Le tournage s’est déroulé du 18 juillet au 13 septembre 2016 au Canada.
Notre critique de Wonder.
Un film qui va porter sur la différence et le rejet, un sujet dur et douloureux en approche.
Alors qu’on s’attendait à une seule histoire, on va en réalité avoir plusieurs petites intrigues qui s’entremêlent toutes. Bien évidemment, il va y avoir la principale avec le regard des autres. C’est quelque chose qui va être assez lourd car on sent vraiment le regard gênant de certains, ceux qui sont indifférents et ceux qui vont en abuser pour se moquer. Mais on va également en voir les conséquences avec les souffrances personnelles, se sentir différent, subir des trahisons mais aussi le soutien, l’entraide, la compréhension.
Même si c’est assez cliché par moment, il est intéressant de bien montrer les deux versions. Puis il y a les autres intrigues qui gravitent autour du fil conducteur. Que ce soit les amitiés vacillantes, les douleurs du passé, l’image qu’on donne, le poids de l’absence… Le film se veut aussi porté sur les émotions et sur des messages d’espoir qu’on peut s’en sortir malgré les obstacles.

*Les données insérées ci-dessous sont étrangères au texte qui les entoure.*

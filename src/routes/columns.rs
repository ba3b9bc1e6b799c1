use axum::{
    extract::{Path, State},
    http::StatusCode,
    response::{IntoResponse, Json},
};
use std::sync::Arc;
use uuid::Uuid;

use crate::AppState;
use crate::db::models::api::ApiResponse;
use crate::db::models::column::{CreateColumnRequest, DeleteColumnResult, UpdateColumnRequest};
use crate::middleware::auth::AuthUserInfo;
use crate::routes::db_conn;
use crate::services::attachments_service::AttachmentsService;
use crate::services::columns_service::ColumnsService;
use crate::services::context::RequestContext;
use crate::validation::ValidatedJson;

pub async fn create_column(
    State(state): State<Arc<AppState>>,
    auth_info: AuthUserInfo,
    ValidatedJson(payload): ValidatedJson<CreateColumnRequest>,
) -> impl IntoResponse {
    let mut conn = match db_conn(&state) {
        Ok(conn) => conn,
        Err(response) => return response,
    };
    let ctx = RequestContext::from(&auth_info);

    match ColumnsService::create(&mut conn, &ctx, &payload) {
        Ok(column) => {
            let response = ApiResponse::created(column, "Column created successfully");
            (StatusCode::CREATED, Json(response)).into_response()
        }
        Err(err) => err.into_response(),
    }
}

pub async fn update_column(
    State(state): State<Arc<AppState>>,
    Path(column_id): Path<Uuid>,
    auth_info: AuthUserInfo,
    ValidatedJson(payload): ValidatedJson<UpdateColumnRequest>,
) -> impl IntoResponse {
    let mut conn = match db_conn(&state) {
        Ok(conn) => conn,
        Err(response) => return response,
    };
    let ctx = RequestContext::from(&auth_info);

    match ColumnsService::update(&mut conn, &ctx, column_id, &payload) {
        Ok(column) => {
            let response = ApiResponse::success(column, "Column updated successfully");
            (StatusCode::OK, Json(response)).into_response()
        }
        Err(err) => err.into_response(),
    }
}

// 删除列及其卡片，附件在提交后清理
pub async fn delete_column(
    State(state): State<Arc<AppState>>,
    Path(column_id): Path<Uuid>,
    auth_info: AuthUserInfo,
) -> impl IntoResponse {
    let ctx = RequestContext::from(&auth_info);

    let result = match db_conn(&state) {
        Ok(mut conn) => ColumnsService::delete(&mut conn, &ctx, column_id),
        Err(response) => return response,
    };

    match result {
        Ok((deleted_cards, attachments)) => {
            let failed_attachments =
                AttachmentsService::cleanup(&state.db, state.media.as_ref(), attachments).await;
            let response = ApiResponse::success(
                DeleteColumnResult {
                    deleted_cards,
                    failed_attachments,
                },
                "Column deleted successfully",
            );
            (StatusCode::OK, Json(response)).into_response()
        }
        Err(err) => err.into_response(),
    }
}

Auggie va être le ciment de tout le monde. Vivant isolé du monde, toujours réfugié derrière son casque d’astronaute, il a déjà du mal à s’accepter lui-même et va devoir subir le vrai regard des autres. Il se considère comme un monstre, il va parfois en souffrir encore plus lorsqu’il reçoit les moqueries de plus en plus violentes de certains de ses camarades jusqu’au harcèlement. Pourtant, il va réussir à surmonter ça et se montrer bien plus intelligent que les autres. Il va surtout réussir à résoudre le souci de certains en leur donnant une autre vision du monde.
Il aura pour amis Jack qui le fait au début parce qu’on lui a demandé mais il va finir par découvrir qu’il faut aller au-delà des préjugés ainsi que Summer, une jeune fille discrète qui voit la personnalité du garçon. Dans la famille d’Auggie, ses parents font tout pour qu’il s’intègre mais c’est surtout sa mère qui va avoir du mal à couper le cordon.
Sa sœur Via est touchante car elle adore son frère mais elle a la sensation de vivre parfois dans son ombre et que personne ne s’intéresse vraiment à elle. La meilleure amie de Via aura droit à sa souffrance personnelle et l’éloignement qu’elle s’est créée va la peser. On salue l’ensemble du casting qui est parfait. On n’oublie pas non plus le principal harceleur stupide et méchant.
La structure du film ne mise pas sur le pur linéaire et opte pour le chapitrage. On voit le film à travers quatre points de vue : Auggie, Via, Jack et Miranda. Si l’idée est bonne, elle est parfois un peu plus confuse car au lieu de s’attarder vraiment sur le personnage en question, on va parfois s’égarer sur les trois autres pour se raccrocher à la locomotive. Le métrage défile aisément car il dispose d’un rythme parfait pour qu’on reste accroché sans aller dans l’excès du mélodrame ou du trop guimauve. La bande originale se veut savoureuse avec une bonne utilisation de chansons.
Wonder est un merveilleux film sur le regard des autres envers la différence et les obstacles à surmonter.